Goal of the exercise: When you reach the line containing "let catalog = catalog();" in the data below, reproduce it and every line that follows, exactly and without additions.
#### Data shown ####
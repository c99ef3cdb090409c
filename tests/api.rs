use axum::body::{to_bytes, Body};
use axum::http::{Request, StatusCode};
use axum::Router;
use junimo_store::api::{self, AppState};
use junimo_store::events::EventPublisher;
use junimo_store::repository::MemoryStore;
use junimo_store::service::NewProduct;
use junimo_store::{CatalogService, CodeAllocator};
use serde_json::{json, Value};
use std::sync::Arc;
use tower::ServiceExt;

const FIXTURES: &str = include_str!("../fixtures/products.json");

fn catalog() -> CatalogService {
    CatalogService::new(Arc::new(MemoryStore::new()), CodeAllocator::default(), EventPublisher::Log)
}

fn app(catalog: CatalogService) -> Router {
    api::router(AppState { catalog: Arc::new(catalog) })
}

async fn send(app: &Router, method: &str, uri: &str, body: Option<Value>) -> (StatusCode, Value) {
    let builder = Request::builder().method(method).uri(uri);
    let request = match body {
        Some(body) => builder.header("content-type", "application/json").body(Body::from(body.to_string())),
        None => builder.body(Body::empty()),
    }
    .unwrap();
    let response = app.clone().oneshot(request).await.unwrap();
    let status = response.status();
    let bytes = to_bytes(response.into_body(), usize::MAX).await.unwrap();
    let json = if bytes.is_empty() { Value::Null } else { serde_json::from_slice(&bytes).unwrap() };
    (status, json)
}

fn product(name: &str, category: &str) -> Value {
    json!({"name": name, "price": 9990, "stock": 2, "category": category, "status": "active"})
}

#[tokio::test]
async fn create_allocates_category_codes() {
    let app = app(catalog());
    let (status, body) = send(&app, "POST", "/api/v1/products", Some(product("Sombrero", "Accesorios"))).await;
    assert_eq!(status, StatusCode::CREATED);
    assert_eq!(body["sku"], "AC001");
    assert_eq!(body["category"], "Accesorios");
    assert_eq!(body["status"], "active");

    let (_, body) = send(&app, "POST", "/api/v1/products", Some(product("Bufanda", "Accesorios"))).await;
    assert_eq!(body["sku"], "AC002");

    let (status, body) = send(&app, "GET", "/api/v1/products/ac002", None).await;
    assert_eq!(status, StatusCode::OK);
    assert_eq!(body["name"], "Bufanda");
}

#[tokio::test]
async fn new_categories_get_distinct_prefixes() {
    let app = app(catalog());
    let (_, a) = send(&app, "POST", "/api/v1/products", Some(product("Monitor", "Monitores"))).await;
    let (_, b) = send(&app, "POST", "/api/v1/products", Some(product("Mochila", "Mochilas"))).await;
    let (_, c) = send(&app, "POST", "/api/v1/products", Some(product("Pack", "Mods Digitales"))).await;
    assert_eq!((a["sku"].as_str(), b["sku"].as_str(), c["sku"].as_str()), (Some("MO001"), Some("MC001"), Some("MD001")));

    let (status, categories) = send(&app, "GET", "/api/v1/categories", None).await;
    assert_eq!(status, StatusCode::OK);
    let prefixes: Vec<&str> = categories.as_array().unwrap().iter().map(|c| c["prefix"].as_str().unwrap()).collect();
    assert_eq!(prefixes.len(), 3);
    assert!(prefixes.contains(&"MO") && prefixes.contains(&"MC") && prefixes.contains(&"MD"));
}

#[tokio::test]
async fn preview_does_not_write() {
    let app = app(catalog());
    send(&app, "POST", "/api/v1/products", Some(product("Sombrero", "Accesorios"))).await;
    let (status, body) = send(&app, "POST", "/api/v1/codes/preview", Some(json!({"name": "Accesorios"}))).await;
    assert_eq!(status, StatusCode::OK);
    assert_eq!(body, json!({"code": "AC002", "prefix": "AC", "prefix_source": "known", "suffix_source": "sequential"}));

    let (_, again) = send(&app, "POST", "/api/v1/codes/preview", Some(json!({"name": "Accesorios"}))).await;
    assert_eq!(again["code"], "AC002");
}

#[tokio::test]
async fn explicit_sku_conflicts_are_rejected() {
    let app = app(catalog());
    let mut body = product("Figura", "Figuras");
    body["sku"] = json!("FI001");
    let (status, _) = send(&app, "POST", "/api/v1/products", Some(body.clone())).await;
    assert_eq!(status, StatusCode::CREATED);
    let (status, err) = send(&app, "POST", "/api/v1/products", Some(body)).await;
    assert_eq!(status, StatusCode::CONFLICT);
    assert_eq!(err["error"]["code"], "CONFLICT");
}

#[tokio::test]
async fn validation_errors_list_fields() {
    let app = app(catalog());
    let (status, err) = send(&app, "POST", "/api/v1/products", Some(json!({"name": "", "price": 10, "category": ""}))).await;
    assert_eq!(status, StatusCode::BAD_REQUEST);
    assert_eq!(err["error"]["code"], "VALIDATION_ERROR");
    let fields: Vec<&str> = err["error"]["details"].as_array().unwrap().iter().map(|d| d["field"].as_str().unwrap()).collect();
    assert_eq!(fields, ["category", "name"]);

    let (status, err) = send(&app, "POST", "/api/v1/products", Some(json!({"name": "X", "price": -5, "category": "Ropa"}))).await;
    assert_eq!(status, StatusCode::BAD_REQUEST);
    assert_eq!(err["error"]["code"], "BAD_REQUEST");

    let (_, categories) = send(&app, "GET", "/api/v1/categories", None).await;
    assert_eq!(categories, json!([]));
    let (_, health) = send(&app, "GET", "/health", None).await;
    assert_eq!(health["allocator"]["allocations"], 0);
}

#[tokio::test]
async fn update_list_and_delete() {
    let app = app(catalog());
    for name in ["Uno", "Dos", "Tres"] {
        send(&app, "POST", "/api/v1/products", Some(product(name, "Peluches"))).await;
    }
    send(&app, "POST", "/api/v1/products", Some(product("Polera", "Ropa"))).await;

    let (status, body) = send(&app, "PUT", "/api/v1/products/PE002", Some(json!({"stock": 0, "status": "archived"}))).await;
    assert_eq!(status, StatusCode::OK);
    assert_eq!(body["stock"], 0);
    assert_eq!(body["status"], "archived");

    let (_, page) = send(&app, "GET", "/api/v1/products?category=Peluches&per_page=2&page=1", None).await;
    assert_eq!(page["total"], 3);
    assert_eq!(page["data"].as_array().unwrap().len(), 2);

    let (_, active) = send(&app, "GET", "/api/v1/products?status=active", None).await;
    assert_eq!(active["total"], 3);

    let (status, _) = send(&app, "DELETE", "/api/v1/products/PE002", None).await;
    assert_eq!(status, StatusCode::NO_CONTENT);
    let (status, err) = send(&app, "GET", "/api/v1/products/PE002", None).await;
    assert_eq!(status, StatusCode::NOT_FOUND);
    assert_eq!(err["error"]["code"], "NOT_FOUND");
}

#[tokio::test]
async fn duplicate_category_is_a_conflict() {
    let app = app(catalog());
    let (status, body) = send(&app, "POST", "/api/v1/categories", Some(json!({"name": "Velas"}))).await;
    assert_eq!(status, StatusCode::CREATED);
    assert_eq!(body["prefix"], "VE");
    let (status, _) = send(&app, "POST", "/api/v1/categories", Some(json!({"name": "Velas"}))).await;
    assert_eq!(status, StatusCode::CONFLICT);
    let (status, body) = send(&app, "GET", "/api/v1/categories/Velas", None).await;
    assert_eq!(status, StatusCode::OK);
    assert_eq!(body["name"], "Velas");
}

#[tokio::test]
async fn fixtures_seed_the_catalog() {
    let catalog = catalog();
    let fixtures: Vec<NewProduct> = serde_json::from_str(FIXTURES).unwrap();
    assert_eq!(catalog.seed(fixtures).await.unwrap(), 7);
    let app = app(catalog);

    let (_, page) = send(&app, "GET", "/api/v1/products?per_page=100", None).await;
    let codes: Vec<&str> = page["data"].as_array().unwrap().iter().map(|p| p["sku"].as_str().unwrap()).collect();
    assert_eq!(codes, ["AC001", "AC002", "FI010", "MD001", "PE001", "PE002", "TA001"]);

    let (_, health) = send(&app, "GET", "/health", None).await;
    assert_eq!(health["status"], "healthy");
    assert_eq!(health["allocator"]["allocations"], 6);
    assert_eq!(health["allocator"]["timestamp_fallbacks"], 0);
}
####
Solved exercise:
    let catalog = catalog();
    let fixtures: Vec<NewProduct> = serde_json::from_str(FIXTURES).unwrap();
    assert_eq!(catalog.seed(fixtures).await.unwrap(), 7);
    let app = app(catalog);

    let (_, page) = send(&app, "GET", "/api/v1/products?per_page=100", None).await;
    let codes: Vec<&str> = page["data"].as_array().unwrap().iter().map(|p| p["sku"].as_str().unwrap()).collect();
    assert_eq!(codes, ["AC001", "AC002", "FI010", "MD001", "PE001", "PE002", "TA001"]);

    let (_, health) = send(&app, "GET", "/health", None).await;
    assert_eq!(health["status"], "healthy");
    assert_eq!(health["allocator"]["allocations"], 6);
    assert_eq!(health["allocator"]["timestamp_fallbacks"], 0);
}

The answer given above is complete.